ACTIVITY - Both the line with "filename crates/speedcam-simulator/src/debounce.rs" and the line with "let deadline = Instant::now()" in the records below must appear in the output, along with every line between them, exactly and with nothing added.

[GIVEN DATA — start]

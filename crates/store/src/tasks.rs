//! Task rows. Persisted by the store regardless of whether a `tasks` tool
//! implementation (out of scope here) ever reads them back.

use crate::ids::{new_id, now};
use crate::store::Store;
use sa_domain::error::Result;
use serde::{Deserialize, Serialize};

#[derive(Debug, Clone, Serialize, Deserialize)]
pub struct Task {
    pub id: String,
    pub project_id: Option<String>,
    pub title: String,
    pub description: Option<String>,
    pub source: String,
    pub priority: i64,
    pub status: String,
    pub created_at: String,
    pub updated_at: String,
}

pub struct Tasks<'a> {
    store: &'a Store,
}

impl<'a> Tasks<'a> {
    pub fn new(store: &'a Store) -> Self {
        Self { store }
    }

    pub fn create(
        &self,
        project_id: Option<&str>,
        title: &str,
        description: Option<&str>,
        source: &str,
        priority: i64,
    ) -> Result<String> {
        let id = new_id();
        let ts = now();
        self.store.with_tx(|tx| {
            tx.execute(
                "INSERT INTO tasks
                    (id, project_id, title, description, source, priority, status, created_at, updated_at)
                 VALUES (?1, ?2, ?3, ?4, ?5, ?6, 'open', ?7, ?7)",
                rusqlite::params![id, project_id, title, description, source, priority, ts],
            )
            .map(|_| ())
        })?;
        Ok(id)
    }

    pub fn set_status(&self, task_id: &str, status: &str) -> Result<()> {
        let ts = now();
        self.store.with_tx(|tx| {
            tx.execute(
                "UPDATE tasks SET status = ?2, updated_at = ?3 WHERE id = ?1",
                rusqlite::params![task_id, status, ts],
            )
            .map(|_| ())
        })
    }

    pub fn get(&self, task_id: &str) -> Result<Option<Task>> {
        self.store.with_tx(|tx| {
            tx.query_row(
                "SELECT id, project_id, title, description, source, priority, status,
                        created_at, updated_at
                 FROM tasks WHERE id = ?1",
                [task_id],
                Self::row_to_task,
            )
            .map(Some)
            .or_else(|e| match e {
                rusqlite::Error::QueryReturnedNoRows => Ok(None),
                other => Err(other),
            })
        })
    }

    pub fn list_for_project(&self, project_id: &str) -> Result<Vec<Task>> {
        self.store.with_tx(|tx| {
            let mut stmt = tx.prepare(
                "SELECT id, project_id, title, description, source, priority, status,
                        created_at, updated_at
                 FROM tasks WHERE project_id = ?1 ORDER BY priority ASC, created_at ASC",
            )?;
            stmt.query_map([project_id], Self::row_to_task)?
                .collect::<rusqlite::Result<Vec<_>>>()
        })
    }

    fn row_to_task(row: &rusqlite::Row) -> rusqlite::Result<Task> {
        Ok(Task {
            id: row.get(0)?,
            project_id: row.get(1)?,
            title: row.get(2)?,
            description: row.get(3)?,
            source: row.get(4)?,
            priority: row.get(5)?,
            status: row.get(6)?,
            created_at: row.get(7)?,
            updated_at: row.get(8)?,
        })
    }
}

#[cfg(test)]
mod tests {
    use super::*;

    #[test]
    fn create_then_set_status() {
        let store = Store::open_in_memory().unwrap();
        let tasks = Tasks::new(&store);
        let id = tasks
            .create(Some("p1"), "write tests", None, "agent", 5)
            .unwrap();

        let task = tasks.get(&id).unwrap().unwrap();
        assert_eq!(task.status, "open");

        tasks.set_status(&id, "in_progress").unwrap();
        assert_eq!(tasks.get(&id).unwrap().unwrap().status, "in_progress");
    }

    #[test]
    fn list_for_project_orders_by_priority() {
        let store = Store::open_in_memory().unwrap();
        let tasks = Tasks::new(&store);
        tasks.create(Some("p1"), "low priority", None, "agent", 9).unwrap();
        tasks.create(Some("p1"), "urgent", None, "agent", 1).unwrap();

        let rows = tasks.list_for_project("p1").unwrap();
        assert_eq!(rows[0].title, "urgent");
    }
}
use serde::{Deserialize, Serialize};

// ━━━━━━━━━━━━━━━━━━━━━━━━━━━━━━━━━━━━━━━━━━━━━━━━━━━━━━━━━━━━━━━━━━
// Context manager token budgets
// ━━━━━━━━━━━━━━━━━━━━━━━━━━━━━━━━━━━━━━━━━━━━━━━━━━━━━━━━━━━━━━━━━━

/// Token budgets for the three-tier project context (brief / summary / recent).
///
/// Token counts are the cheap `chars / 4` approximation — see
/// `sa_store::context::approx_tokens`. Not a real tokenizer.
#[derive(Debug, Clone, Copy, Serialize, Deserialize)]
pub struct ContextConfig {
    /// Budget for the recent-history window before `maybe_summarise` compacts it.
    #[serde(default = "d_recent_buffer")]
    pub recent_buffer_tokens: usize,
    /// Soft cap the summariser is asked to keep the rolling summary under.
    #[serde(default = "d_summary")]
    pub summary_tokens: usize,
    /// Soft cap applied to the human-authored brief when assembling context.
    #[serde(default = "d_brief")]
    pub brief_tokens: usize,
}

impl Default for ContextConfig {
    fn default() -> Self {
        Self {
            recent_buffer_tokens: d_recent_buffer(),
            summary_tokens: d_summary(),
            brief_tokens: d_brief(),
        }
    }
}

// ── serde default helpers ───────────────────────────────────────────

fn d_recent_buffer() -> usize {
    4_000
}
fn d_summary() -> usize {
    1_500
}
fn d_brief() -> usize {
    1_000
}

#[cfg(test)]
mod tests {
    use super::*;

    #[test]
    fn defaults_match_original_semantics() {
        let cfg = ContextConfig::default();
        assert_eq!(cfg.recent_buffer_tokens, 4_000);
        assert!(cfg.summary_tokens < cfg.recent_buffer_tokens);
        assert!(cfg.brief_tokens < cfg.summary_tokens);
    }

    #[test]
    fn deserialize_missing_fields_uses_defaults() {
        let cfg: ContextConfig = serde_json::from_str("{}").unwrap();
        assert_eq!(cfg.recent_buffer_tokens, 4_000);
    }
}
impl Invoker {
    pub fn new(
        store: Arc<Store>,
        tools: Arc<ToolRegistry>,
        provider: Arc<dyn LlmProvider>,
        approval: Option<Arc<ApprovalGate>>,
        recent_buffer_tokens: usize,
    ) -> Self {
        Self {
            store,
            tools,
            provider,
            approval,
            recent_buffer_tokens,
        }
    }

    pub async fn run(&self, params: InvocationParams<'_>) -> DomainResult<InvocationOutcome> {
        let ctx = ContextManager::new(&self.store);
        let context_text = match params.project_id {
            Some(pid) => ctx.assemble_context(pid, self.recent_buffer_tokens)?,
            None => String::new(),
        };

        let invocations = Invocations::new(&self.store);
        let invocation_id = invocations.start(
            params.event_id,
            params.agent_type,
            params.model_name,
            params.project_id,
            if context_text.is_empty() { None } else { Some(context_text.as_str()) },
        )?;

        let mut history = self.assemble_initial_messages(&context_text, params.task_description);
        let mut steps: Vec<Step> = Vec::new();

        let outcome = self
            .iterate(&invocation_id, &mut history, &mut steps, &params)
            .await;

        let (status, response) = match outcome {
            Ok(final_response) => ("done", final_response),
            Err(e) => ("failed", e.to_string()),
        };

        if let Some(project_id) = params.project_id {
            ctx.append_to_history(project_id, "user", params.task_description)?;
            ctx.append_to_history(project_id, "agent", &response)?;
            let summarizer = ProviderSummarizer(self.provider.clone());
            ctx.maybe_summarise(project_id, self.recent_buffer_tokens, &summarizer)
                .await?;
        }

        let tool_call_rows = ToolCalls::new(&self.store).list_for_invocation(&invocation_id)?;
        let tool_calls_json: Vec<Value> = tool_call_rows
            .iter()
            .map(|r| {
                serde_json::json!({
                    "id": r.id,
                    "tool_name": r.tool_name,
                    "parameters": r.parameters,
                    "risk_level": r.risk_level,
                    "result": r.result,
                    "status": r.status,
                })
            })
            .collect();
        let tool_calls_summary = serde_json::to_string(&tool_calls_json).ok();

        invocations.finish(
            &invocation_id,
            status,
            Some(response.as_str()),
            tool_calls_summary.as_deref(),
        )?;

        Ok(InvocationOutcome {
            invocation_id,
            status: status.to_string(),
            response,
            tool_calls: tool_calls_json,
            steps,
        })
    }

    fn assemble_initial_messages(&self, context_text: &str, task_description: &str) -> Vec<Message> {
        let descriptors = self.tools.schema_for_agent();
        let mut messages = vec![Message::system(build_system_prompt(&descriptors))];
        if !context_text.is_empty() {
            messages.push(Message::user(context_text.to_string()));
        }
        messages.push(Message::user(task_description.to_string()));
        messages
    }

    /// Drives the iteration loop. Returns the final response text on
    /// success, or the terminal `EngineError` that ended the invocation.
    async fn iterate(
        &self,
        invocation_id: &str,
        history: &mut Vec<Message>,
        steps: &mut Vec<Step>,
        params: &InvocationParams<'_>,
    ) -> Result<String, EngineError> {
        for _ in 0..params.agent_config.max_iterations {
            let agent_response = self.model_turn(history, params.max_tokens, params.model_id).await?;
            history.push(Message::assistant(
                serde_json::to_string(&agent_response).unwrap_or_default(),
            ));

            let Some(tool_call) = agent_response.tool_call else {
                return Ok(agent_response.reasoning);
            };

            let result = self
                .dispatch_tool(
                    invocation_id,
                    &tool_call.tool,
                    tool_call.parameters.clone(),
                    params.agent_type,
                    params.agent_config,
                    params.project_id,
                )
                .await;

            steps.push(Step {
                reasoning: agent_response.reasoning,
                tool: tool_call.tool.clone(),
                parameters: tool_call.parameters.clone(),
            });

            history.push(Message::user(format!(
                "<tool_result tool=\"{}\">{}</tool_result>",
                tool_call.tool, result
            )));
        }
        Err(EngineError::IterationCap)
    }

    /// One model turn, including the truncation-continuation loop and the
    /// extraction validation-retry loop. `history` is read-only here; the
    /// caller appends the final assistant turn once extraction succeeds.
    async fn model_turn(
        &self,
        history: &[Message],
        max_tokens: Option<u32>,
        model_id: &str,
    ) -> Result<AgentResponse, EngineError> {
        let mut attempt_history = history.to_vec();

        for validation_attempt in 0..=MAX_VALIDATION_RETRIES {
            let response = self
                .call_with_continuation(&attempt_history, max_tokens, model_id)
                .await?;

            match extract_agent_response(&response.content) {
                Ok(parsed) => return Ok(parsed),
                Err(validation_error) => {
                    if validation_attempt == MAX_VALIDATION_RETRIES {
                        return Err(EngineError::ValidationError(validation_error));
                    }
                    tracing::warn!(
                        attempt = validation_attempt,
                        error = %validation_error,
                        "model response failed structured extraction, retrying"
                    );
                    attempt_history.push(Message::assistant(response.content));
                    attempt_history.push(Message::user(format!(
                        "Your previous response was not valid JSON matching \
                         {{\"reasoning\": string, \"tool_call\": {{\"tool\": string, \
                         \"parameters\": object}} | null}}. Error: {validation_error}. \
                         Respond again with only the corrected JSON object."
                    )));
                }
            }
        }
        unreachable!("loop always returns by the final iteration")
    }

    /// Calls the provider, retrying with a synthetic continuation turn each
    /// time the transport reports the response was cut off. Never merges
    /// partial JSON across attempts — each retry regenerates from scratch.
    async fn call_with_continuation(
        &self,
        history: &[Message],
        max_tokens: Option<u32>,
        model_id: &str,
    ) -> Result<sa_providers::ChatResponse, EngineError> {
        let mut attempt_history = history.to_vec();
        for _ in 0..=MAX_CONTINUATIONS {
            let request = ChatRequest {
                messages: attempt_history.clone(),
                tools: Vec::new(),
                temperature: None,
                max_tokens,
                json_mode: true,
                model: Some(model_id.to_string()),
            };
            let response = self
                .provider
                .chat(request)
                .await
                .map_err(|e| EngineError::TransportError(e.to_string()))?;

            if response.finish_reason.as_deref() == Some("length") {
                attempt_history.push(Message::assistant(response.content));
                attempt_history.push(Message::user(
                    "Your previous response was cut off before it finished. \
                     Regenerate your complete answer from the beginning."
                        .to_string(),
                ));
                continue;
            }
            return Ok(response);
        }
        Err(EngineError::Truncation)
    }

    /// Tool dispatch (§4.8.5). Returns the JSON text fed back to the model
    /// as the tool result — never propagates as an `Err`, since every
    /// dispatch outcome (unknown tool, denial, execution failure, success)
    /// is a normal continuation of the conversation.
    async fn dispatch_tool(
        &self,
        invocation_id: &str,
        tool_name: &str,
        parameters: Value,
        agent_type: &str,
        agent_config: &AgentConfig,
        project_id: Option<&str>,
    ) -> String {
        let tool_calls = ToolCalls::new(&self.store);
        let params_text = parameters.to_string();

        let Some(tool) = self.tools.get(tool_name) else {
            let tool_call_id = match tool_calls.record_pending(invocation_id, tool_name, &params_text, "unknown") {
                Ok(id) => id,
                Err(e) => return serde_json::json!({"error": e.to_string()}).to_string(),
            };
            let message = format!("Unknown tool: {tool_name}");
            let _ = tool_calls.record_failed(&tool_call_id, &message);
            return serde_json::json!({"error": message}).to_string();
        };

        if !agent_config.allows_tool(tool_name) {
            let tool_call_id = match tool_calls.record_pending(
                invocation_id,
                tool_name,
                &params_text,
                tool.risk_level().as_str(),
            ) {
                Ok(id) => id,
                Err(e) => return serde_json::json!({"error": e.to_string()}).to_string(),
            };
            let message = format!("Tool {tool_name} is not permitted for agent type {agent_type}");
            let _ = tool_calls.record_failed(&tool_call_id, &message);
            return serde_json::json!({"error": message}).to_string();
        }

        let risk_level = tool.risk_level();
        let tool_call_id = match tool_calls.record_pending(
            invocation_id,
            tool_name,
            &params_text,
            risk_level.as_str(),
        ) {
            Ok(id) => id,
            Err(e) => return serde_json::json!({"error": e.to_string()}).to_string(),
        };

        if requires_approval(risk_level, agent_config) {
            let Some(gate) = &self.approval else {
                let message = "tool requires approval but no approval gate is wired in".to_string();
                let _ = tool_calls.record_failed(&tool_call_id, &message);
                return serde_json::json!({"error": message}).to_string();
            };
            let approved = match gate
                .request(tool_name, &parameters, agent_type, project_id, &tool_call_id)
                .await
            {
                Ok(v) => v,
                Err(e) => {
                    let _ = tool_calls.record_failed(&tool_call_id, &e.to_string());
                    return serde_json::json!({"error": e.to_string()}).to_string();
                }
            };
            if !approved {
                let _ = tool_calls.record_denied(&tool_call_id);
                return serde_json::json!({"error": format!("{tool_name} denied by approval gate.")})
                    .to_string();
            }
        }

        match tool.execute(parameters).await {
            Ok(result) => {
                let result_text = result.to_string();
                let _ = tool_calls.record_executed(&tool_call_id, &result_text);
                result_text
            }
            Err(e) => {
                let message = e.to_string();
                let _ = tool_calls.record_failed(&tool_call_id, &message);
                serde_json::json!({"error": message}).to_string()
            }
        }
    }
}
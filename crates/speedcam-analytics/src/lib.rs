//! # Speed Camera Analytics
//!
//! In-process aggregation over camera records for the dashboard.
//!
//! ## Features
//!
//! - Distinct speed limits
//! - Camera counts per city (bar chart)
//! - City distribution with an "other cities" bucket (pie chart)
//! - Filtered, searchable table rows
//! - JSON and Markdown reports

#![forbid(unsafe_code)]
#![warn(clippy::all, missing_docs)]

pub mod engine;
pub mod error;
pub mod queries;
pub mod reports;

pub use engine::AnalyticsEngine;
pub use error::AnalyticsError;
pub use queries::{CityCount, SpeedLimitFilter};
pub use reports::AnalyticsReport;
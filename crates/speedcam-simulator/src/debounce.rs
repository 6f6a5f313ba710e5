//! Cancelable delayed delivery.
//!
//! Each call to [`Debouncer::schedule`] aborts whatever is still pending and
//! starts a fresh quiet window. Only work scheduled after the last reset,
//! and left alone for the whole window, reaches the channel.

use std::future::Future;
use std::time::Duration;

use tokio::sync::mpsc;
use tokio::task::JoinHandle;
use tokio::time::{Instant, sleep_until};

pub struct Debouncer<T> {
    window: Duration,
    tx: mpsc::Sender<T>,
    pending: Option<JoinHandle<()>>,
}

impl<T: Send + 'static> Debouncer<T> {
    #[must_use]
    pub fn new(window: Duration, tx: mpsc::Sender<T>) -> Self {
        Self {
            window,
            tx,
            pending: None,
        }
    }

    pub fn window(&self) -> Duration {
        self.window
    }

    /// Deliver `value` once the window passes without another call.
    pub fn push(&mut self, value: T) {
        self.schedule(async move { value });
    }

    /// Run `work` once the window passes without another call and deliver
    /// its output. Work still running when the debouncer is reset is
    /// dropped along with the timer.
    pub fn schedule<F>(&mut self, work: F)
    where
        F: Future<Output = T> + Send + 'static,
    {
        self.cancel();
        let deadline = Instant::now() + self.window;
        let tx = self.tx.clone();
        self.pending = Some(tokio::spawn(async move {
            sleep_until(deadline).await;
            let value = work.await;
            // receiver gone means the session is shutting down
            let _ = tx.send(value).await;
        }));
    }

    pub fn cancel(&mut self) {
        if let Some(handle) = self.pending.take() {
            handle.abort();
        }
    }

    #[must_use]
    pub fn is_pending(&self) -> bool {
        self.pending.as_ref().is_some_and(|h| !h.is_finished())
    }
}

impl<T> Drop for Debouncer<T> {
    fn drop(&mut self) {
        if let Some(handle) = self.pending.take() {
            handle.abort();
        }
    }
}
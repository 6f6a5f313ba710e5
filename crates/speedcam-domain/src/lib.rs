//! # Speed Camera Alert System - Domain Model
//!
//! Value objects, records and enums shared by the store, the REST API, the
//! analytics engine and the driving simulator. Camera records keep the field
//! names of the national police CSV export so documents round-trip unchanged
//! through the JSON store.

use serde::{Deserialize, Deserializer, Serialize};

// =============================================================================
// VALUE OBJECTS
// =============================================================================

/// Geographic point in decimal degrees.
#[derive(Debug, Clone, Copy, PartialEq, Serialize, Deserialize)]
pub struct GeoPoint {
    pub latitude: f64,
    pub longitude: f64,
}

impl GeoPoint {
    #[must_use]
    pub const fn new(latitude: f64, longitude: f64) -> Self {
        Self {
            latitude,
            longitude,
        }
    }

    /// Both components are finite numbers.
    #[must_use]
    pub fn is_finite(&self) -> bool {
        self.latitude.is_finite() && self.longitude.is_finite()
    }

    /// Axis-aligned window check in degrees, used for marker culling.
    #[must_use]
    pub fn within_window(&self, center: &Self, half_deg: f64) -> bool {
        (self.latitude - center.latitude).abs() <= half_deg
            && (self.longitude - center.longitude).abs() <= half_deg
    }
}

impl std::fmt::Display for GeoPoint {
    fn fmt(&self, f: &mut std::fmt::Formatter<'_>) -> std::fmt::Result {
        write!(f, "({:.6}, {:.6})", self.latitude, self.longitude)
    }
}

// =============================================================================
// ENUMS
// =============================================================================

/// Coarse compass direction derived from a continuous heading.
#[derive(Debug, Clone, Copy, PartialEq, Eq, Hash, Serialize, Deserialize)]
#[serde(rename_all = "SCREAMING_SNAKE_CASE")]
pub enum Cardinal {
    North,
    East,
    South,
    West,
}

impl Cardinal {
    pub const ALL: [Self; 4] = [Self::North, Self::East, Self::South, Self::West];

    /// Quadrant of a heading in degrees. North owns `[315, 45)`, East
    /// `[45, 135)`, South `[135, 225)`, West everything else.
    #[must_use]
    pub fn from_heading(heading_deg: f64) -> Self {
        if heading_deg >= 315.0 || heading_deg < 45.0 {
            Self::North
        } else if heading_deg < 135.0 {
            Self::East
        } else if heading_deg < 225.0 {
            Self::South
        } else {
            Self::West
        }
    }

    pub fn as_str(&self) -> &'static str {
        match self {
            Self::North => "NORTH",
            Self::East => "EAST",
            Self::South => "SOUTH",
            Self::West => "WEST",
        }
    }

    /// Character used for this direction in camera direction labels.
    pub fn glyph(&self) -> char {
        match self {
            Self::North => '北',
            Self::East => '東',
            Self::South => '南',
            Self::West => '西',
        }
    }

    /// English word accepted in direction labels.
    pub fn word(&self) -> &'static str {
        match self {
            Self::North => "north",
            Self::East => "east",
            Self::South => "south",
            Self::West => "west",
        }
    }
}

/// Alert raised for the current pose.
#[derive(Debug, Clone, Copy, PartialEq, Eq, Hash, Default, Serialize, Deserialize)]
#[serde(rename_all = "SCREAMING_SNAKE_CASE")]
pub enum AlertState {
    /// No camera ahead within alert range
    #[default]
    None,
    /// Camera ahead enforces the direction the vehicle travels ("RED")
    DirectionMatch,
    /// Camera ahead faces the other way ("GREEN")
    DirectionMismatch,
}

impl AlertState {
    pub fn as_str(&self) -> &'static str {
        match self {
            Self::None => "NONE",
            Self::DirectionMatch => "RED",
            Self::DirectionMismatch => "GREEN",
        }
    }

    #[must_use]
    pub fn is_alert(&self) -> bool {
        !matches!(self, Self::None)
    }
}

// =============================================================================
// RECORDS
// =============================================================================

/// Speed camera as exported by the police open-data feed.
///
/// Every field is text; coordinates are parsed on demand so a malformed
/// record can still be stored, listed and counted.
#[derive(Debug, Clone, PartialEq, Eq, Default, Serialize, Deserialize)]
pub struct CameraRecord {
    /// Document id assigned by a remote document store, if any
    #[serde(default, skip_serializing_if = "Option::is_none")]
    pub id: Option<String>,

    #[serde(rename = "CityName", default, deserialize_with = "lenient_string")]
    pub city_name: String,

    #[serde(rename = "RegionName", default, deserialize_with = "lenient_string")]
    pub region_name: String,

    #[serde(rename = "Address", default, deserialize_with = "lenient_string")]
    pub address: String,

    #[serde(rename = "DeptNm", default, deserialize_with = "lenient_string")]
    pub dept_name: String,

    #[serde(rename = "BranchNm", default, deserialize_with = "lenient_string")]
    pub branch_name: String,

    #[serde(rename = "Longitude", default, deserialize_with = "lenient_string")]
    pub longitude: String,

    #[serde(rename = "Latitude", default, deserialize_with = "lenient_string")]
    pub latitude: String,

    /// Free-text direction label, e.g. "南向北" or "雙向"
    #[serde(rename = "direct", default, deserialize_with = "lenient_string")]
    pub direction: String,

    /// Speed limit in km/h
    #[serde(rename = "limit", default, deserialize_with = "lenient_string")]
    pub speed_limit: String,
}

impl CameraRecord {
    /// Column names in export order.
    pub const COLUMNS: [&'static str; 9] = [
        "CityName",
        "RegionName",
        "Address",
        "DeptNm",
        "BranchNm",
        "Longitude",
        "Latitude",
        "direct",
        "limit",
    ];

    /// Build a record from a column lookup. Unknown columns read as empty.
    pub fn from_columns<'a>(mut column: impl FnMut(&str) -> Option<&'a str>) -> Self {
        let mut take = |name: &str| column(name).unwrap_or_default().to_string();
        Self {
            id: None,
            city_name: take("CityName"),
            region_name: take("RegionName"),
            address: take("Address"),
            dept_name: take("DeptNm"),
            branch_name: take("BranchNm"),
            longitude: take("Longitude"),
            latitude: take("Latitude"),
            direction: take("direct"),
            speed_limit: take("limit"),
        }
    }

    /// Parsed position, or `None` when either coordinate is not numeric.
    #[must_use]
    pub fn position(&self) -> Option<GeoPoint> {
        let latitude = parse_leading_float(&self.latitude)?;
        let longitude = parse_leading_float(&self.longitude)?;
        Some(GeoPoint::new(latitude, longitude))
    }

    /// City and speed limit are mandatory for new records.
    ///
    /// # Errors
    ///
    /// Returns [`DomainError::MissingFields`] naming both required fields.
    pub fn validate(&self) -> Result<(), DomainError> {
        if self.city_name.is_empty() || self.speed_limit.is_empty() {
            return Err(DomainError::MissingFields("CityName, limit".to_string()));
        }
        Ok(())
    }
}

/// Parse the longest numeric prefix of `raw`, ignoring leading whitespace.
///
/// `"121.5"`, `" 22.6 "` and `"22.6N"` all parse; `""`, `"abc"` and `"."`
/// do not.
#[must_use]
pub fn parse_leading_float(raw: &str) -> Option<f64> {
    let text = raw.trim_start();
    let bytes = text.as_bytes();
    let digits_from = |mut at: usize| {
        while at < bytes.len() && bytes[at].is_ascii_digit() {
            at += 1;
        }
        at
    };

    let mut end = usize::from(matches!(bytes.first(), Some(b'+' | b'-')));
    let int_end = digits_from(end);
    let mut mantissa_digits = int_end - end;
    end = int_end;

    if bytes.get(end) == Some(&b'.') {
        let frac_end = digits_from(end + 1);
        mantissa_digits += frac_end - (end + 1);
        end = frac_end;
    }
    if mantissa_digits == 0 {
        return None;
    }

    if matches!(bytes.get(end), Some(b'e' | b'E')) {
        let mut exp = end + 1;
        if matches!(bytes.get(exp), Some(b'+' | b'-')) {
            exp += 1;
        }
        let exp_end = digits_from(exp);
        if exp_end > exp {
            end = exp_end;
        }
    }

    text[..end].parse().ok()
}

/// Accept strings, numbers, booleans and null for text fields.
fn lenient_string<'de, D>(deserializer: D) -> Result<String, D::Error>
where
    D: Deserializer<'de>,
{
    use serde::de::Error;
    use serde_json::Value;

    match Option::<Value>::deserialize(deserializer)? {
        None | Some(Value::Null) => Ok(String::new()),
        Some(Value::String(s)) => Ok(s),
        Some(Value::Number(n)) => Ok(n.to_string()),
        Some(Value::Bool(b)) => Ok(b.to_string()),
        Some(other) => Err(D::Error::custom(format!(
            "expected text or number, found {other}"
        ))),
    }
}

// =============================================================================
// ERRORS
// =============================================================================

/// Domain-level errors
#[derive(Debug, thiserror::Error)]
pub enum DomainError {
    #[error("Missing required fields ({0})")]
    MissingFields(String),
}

[GIVEN DATA — finish]

ANSWER SECTION -
filename crates/speedcam-simulator/src/debounce.rs
repository 6f6a5f313ba710e5
//! Cancelable delayed delivery.
//!
//! Each call to [`Debouncer::schedule`] aborts whatever is still pending and
//! starts a fresh quiet window. Only work scheduled after the last reset,
//! and left alone for the whole window, reaches the channel.

use std::future::Future;
use std::time::Duration;

use tokio::sync::mpsc;
use tokio::task::JoinHandle;
use tokio::time::{Instant, sleep_until};

pub struct Debouncer<T> {
    window: Duration,
    tx: mpsc::Sender<T>,
    pending: Option<JoinHandle<()>>,
}

impl<T: Send + 'static> Debouncer<T> {
    #[must_use]
    pub fn new(window: Duration, tx: mpsc::Sender<T>) -> Self {
        Self {
            window,
            tx,
            pending: None,
        }
    }

    pub fn window(&self) -> Duration {
        self.window
    }

    /// Deliver `value` once the window passes without another call.
    pub fn push(&mut self, value: T) {
        self.schedule(async move { value });
    }

    /// Run `work` once the window passes without another call and deliver
    /// its output. Work still running when the debouncer is reset is
    /// dropped along with the timer.
    pub fn schedule<F>(&mut self, work: F)
    where
        F: Future<Output = T> + Send + 'static,
    {
        self.cancel();
        let deadline = Instant::now() + self.window;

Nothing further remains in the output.